Georgian protected geographic appellation

The country of Georgia is the first among the EU neighbourhood countries to take an important step towards protecting its local food and beverages from being copied in other countries. The country has a rich history of local and specialist agricultural production and has long been famed for its wines. Names of as many as 18 premium quality local wines have been protected by the use of appellation system, the appellations usually being the geographical name of the area in which the wine is produced.

While the appellation system is associated particularly with wine, the geographical indication is a type of intellectual property right which indicates a geographical area and is used to designate the goods originating in that geographical area, specific quality, reputation, or other characteristics of which are attributable to that geographical area and production or processing or preparation of which takes place in the geographical area.
The list of products with names protected under the appellation system was later expanded by mineral waters and currently as many as 37 products including local sorts of cheese, dairy, sweets and spirits have been registered as appellations of origins and geographical indications in Georgia.

==History==
The 19th-century Russian poet, Alexander Pushkin once commented that "Every Georgian dish is a poem." In this regard, Georgia is among many European countries and regions having a history of local and specialist agricultural production.
In the result of the Agreement on Trade-Related Aspects of Intellectual Property Rights (TRIPS), administered by the World Trade Organization, having recognized the protection of geographical indications for agricultural products, geographical indications of origin are for the first time afforded international protection as a separate branch of intellectual property.

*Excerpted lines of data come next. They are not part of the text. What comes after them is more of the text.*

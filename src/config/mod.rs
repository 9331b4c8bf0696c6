//! # Configuration Management Module
//!
//! Loads, validates and writes the `boardlink` TOML configuration.
//!
//! ## Configuration Structure
//!
//! - [`LinkConfig`] - header, terminator and receive timeout of the host link
//! - [`SerialConfig`] - host serial port
//! - [`SbusConfig`] - optional SBUS receiver port
//! - [`ControlConfig`] - control-law gain and loop period
//! - [`LoggingConfig`] - log level and optional log file
//!
//! ## Usage
//!
//! ```rust,no_run
//! use boardlink::config::Config;
//!
//! #[tokio::main]
//! async fn main() -> anyhow::Result<()> {
//!     Config::create_default("config.toml").await?;
//!     let config = Config::load("config.toml").await?;
//!     println!("Serial Port: {}", config.serial.port);
//!     Ok(())
//! }
//! ```
//!
//! ## Configuration File Format
//!
//! ```toml
//! [link]
//! header = 0xAABBCCDD   # 0 disables
//! terminator = 0
//! timeout_us = 500
//!
//! [serial]
//! port = "/dev/ttyACM0"
//! baud_rate = 115200
//!
//! [control]
//! gain = 2.0
//! cycle_ms = 10
//!
//! [logging]
//! level = "info"
//! file = "boardlink.log"
//! ```
//!
//! Both ends of the link must use the same header and terminator. Values are
//! validated on load; CLI arguments override the file.

use anyhow::{anyhow, Result};
use serde::{Deserialize, Serialize};
use tokio::fs;

use crate::control::{ModelParams, DEFAULT_GAIN};
pub use crate::link::LinkConfig;

#[derive(Debug, thiserror::Error, PartialEq)]
pub enum ConfigError {
    #[error("link.timeout_us must be greater than zero")]
    ZeroTimeout,

    #[error("link.timeout_us ({timeout_us} us) exceeds the control cycle ({cycle_ms} ms)")]
    TimeoutExceedsCycle { timeout_us: u64, cycle_ms: u64 },

    #[error("{section}.port must not be empty")]
    EmptyPort { section: &'static str },

    #[error("serial.baud_rate must be greater than zero")]
    ZeroBaudRate,

    #[error("control.cycle_ms must be greater than zero")]
    ZeroCycle,

    #[error("control.gain must be a finite number (got {0})")]
    InvalidGain(f32),
}

#[derive(Debug, Clone, Serialize, Deserialize)]
pub struct Config {
    #[serde(default)]
    pub link: LinkConfig,
    pub serial: SerialConfig,
    #[serde(default, skip_serializing_if = "Option::is_none")]
    pub sbus: Option<SbusConfig>,
    #[serde(default)]
    pub control: ControlConfig,
    pub logging: LoggingConfig,
}

#[derive(Debug, Clone, Serialize, Deserialize)]
pub struct SerialConfig {
    pub port: String,
    #[serde(default = "default_baud_rate")]
    pub baud_rate: u32,
}

fn default_baud_rate() -> u32 {
    115200
}

#[derive(Debug, Clone, Serialize, Deserialize)]
pub struct SbusConfig {
    pub port: String,
}

#[derive(Debug, Clone, Serialize, Deserialize)]
pub struct ControlConfig {
    #[serde(default = "default_gain")]
    pub gain: f32,
    /// Control loop period in milliseconds
    #[serde(default = "default_cycle_ms")]
    pub cycle_ms: u64,
}

fn default_gain() -> f32 {
    DEFAULT_GAIN
}

fn default_cycle_ms() -> u64 {
    10
}

impl Default for ControlConfig {
    fn default() -> Self {
        Self {
            gain: default_gain(),
            cycle_ms: default_cycle_ms(),
        }
    }
}

impl ControlConfig {
    pub fn params(&self) -> ModelParams {
        ModelParams { gain: self.gain }
    }
}

#[derive(Debug, Clone, Serialize, Deserialize)]
pub struct LoggingConfig {
    pub level: String,
    #[serde(default, skip_serializing_if = "Option::is_none")]
    pub file: Option<String>,
}

impl Config {
    /// Load and validate a configuration file
    pub async fn load(path: &str) -> Result<Self> {
        let content = fs::read_to_string(path)
            .await
            .map_err(|e| anyhow!("Failed to read config file {}: {}", path, e))?;

        Self::parse(&content).map_err(|e| anyhow!("Invalid config file {}: {}", path, e))
    }

    /// Parse and validate TOML text
    pub fn parse(content: &str) -> Result<Self> {
        let config: Config = toml::from_str(content)?;
        config.validate()?;
        Ok(config)
    }

    /// Create a default configuration file
    pub async fn create_default(path: &str) -> Result<()> {
        let config = Config::default();
        let content = toml::to_string_pretty(&config)
            .map_err(|e| anyhow!("Failed to serialize default config: {}", e))?;

        fs::write(path, content)
            .await
            .map_err(|e| anyhow!("Failed to write config file {}: {}", path, e))?;

        Ok(())
    }

    pub fn validate(&self) -> Result<(), ConfigError> {
        if self.link.timeout_us == 0 {
            return Err(ConfigError::ZeroTimeout);
        }
        if self.serial.port.trim().is_empty() {
            return Err(ConfigError::EmptyPort { section: "serial" });
        }
        if self.serial.baud_rate == 0 {
            return Err(ConfigError::ZeroBaudRate);
        }
        if let Some(sbus) = &self.sbus {
            if sbus.port.trim().is_empty() {
                return Err(ConfigError::EmptyPort { section: "sbus" });
            }
        }
        if self.control.cycle_ms == 0 {
            return Err(ConfigError::ZeroCycle);
        }
        if self.link.timeout_us > self.control.cycle_ms.saturating_mul(1000) {
            return Err(ConfigError::TimeoutExceedsCycle {
                timeout_us: self.link.timeout_us,
                cycle_ms: self.control.cycle_ms,
            });
        }
        if !self.control.gain.is_finite() {
            return Err(ConfigError::InvalidGain(self.control.gain));
        }
        Ok(())
    }
}

impl Default for Config {
    fn default() -> Self {
        Config {
            link: LinkConfig::default(),
            serial: SerialConfig {
                port: "/dev/ttyACM0".to_string(),
                baud_rate: default_baud_rate(),
            },
            sbus: None,
            control: ControlConfig::default(),
            logging: LoggingConfig {
                level: "info".to_string(),
                file: Some("boardlink.log".to_string()),
            },
        }
    }
}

It serves to protect authentic products, and eliminate the unfair competition and misleading of consumers as to the true place of origin.
After almost two decades of its existence as a sovereign state, Georgia goes ahead with the protection of its intellectual property. Protection of this property is of urgent importance as far as distinguished Georgian brands of wine, mineral water, or other food products are frequently misappropriated, especially within the post-soviet zone including Commonwealth of Independent States (CIS) and Eastern Europe. Moreover, registration of the entire intellectual property of Georgia is essential to be competitive at the international market as well as to promote quality in the food chain and stimulate value in sustainable rural development.
A reflection of the views of Georgia on matters like consumer protection and intellectual property is a bilateral agreement signed between the European Union and Georgia on 14 July 2011 for the protection of their respective "Geographical Indications".
The agreement will contribute to the boost of trade between the EU and Georgia. Currently, around 3000 agriculture products have been registered for protection in the EU and, based on the agreement, 18 Georgian wines will be added to the list.
Through this agreement, Georgia is harmonizing its legislation with the international standards on the Appellations of Origin and Geographical Indications of Goods.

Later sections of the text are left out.